DATA EXTRACTS >>
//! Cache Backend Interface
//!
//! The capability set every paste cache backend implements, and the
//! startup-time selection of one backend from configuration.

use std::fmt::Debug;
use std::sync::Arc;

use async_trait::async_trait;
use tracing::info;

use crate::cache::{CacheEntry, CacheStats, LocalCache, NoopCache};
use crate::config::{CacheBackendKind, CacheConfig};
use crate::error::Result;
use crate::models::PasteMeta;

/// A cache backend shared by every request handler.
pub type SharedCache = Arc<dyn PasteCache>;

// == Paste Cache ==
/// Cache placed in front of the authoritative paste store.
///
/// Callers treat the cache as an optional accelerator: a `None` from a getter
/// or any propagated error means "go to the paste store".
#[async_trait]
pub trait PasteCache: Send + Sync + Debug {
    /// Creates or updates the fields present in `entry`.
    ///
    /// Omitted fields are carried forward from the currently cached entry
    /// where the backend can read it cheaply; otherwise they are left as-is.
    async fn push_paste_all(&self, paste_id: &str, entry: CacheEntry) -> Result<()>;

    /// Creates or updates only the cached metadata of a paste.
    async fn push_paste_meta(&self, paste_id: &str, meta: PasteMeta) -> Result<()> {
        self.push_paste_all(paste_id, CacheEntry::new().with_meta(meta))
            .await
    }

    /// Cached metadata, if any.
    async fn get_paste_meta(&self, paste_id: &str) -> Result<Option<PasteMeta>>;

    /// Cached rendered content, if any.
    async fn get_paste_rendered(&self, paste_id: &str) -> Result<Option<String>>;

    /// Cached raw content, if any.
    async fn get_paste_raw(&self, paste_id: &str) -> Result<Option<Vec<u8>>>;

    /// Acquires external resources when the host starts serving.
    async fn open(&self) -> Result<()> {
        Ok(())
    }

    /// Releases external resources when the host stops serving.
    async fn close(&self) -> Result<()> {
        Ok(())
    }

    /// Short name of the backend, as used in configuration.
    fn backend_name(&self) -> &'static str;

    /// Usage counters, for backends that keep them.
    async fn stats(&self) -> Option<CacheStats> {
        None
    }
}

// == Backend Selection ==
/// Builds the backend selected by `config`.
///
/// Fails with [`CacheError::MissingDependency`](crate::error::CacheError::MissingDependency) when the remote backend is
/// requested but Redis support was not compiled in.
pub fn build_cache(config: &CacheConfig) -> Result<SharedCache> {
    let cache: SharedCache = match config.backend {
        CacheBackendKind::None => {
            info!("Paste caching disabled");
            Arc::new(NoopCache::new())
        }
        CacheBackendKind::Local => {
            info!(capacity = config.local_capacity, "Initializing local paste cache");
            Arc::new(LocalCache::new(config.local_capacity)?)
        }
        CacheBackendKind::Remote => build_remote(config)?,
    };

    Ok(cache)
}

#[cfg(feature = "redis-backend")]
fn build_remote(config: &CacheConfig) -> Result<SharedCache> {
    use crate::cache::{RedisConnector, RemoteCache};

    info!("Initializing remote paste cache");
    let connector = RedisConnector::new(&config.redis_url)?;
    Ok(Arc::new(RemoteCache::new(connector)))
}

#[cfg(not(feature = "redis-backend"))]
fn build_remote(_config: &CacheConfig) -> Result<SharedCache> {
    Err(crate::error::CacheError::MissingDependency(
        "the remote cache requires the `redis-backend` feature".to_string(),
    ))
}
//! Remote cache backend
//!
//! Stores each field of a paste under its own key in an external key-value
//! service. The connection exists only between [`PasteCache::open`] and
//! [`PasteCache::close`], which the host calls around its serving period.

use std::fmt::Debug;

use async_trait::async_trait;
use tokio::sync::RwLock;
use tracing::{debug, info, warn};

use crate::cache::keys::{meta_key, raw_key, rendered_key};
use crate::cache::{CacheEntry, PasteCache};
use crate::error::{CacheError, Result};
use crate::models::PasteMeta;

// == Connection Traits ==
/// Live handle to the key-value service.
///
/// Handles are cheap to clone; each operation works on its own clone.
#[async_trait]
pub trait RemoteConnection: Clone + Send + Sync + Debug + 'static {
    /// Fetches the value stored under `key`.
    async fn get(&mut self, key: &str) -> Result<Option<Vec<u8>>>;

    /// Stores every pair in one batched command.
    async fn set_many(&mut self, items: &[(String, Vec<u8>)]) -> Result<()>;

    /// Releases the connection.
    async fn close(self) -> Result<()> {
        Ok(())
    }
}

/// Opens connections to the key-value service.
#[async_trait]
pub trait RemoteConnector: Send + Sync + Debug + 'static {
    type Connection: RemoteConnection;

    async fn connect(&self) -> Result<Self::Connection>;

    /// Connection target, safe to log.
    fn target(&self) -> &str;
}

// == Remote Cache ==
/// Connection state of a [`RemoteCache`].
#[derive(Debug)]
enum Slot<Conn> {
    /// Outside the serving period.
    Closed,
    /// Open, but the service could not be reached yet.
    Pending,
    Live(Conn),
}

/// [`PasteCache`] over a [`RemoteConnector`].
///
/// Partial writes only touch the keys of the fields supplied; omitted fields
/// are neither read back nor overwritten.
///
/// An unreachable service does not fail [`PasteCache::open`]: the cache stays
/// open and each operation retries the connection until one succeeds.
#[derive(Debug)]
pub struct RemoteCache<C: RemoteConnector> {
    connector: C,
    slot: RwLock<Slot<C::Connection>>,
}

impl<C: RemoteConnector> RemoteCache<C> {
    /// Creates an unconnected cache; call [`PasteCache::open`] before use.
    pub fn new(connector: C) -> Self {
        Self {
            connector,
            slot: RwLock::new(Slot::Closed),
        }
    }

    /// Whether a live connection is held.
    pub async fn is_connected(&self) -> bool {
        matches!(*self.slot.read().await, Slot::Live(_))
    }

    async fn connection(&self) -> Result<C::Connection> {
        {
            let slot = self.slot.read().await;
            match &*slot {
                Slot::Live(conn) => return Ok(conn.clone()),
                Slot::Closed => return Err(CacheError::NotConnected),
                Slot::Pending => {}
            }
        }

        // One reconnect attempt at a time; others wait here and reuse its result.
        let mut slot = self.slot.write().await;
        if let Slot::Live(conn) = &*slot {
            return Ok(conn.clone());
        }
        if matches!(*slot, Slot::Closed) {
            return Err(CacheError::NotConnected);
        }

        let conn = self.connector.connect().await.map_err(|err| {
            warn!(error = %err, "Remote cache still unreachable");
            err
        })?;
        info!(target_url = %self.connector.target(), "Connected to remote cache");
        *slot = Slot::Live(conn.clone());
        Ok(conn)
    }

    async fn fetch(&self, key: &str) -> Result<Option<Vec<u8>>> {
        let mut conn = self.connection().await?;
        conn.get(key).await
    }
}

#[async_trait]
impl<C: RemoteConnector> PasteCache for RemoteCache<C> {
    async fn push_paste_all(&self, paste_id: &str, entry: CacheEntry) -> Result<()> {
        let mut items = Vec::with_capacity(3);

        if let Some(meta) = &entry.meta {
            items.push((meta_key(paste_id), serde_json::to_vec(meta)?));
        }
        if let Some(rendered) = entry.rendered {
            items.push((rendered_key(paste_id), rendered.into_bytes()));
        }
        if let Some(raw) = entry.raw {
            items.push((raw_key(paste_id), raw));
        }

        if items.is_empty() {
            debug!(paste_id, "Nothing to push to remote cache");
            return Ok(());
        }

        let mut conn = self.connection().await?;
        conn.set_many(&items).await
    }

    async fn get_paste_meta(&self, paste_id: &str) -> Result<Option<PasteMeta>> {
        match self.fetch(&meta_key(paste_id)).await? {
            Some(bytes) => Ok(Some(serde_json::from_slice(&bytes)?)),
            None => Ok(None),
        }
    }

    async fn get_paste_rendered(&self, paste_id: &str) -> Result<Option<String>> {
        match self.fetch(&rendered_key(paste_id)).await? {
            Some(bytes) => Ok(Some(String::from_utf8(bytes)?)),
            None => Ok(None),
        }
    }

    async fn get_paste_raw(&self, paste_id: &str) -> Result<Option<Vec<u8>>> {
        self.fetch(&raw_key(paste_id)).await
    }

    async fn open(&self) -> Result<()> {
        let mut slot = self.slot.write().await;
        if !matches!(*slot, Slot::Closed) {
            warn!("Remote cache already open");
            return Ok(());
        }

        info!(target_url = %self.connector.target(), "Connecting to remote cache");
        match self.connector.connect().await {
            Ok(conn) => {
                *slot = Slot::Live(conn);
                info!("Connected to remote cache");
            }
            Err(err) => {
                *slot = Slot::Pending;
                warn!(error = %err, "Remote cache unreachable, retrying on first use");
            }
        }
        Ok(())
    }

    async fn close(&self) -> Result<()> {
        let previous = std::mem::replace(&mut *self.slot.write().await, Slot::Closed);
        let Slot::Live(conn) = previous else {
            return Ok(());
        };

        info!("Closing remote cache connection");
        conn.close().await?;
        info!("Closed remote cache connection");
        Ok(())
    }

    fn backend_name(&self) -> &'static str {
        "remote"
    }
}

ASSIGNED TASK >>
In your answer, include only the lines above starting at the line that holds "pub trait PasteCache: Send" and ending at the line that holds "are left as-is.", copied exactly.

PROBLEM SOLUTION >>
pub trait PasteCache: Send + Sync + Debug {
    /// Creates or updates the fields present in `entry`.
    ///
    /// Omitted fields are carried forward from the currently cached entry
    /// where the backend can read it cheaply; otherwise they are left as-is.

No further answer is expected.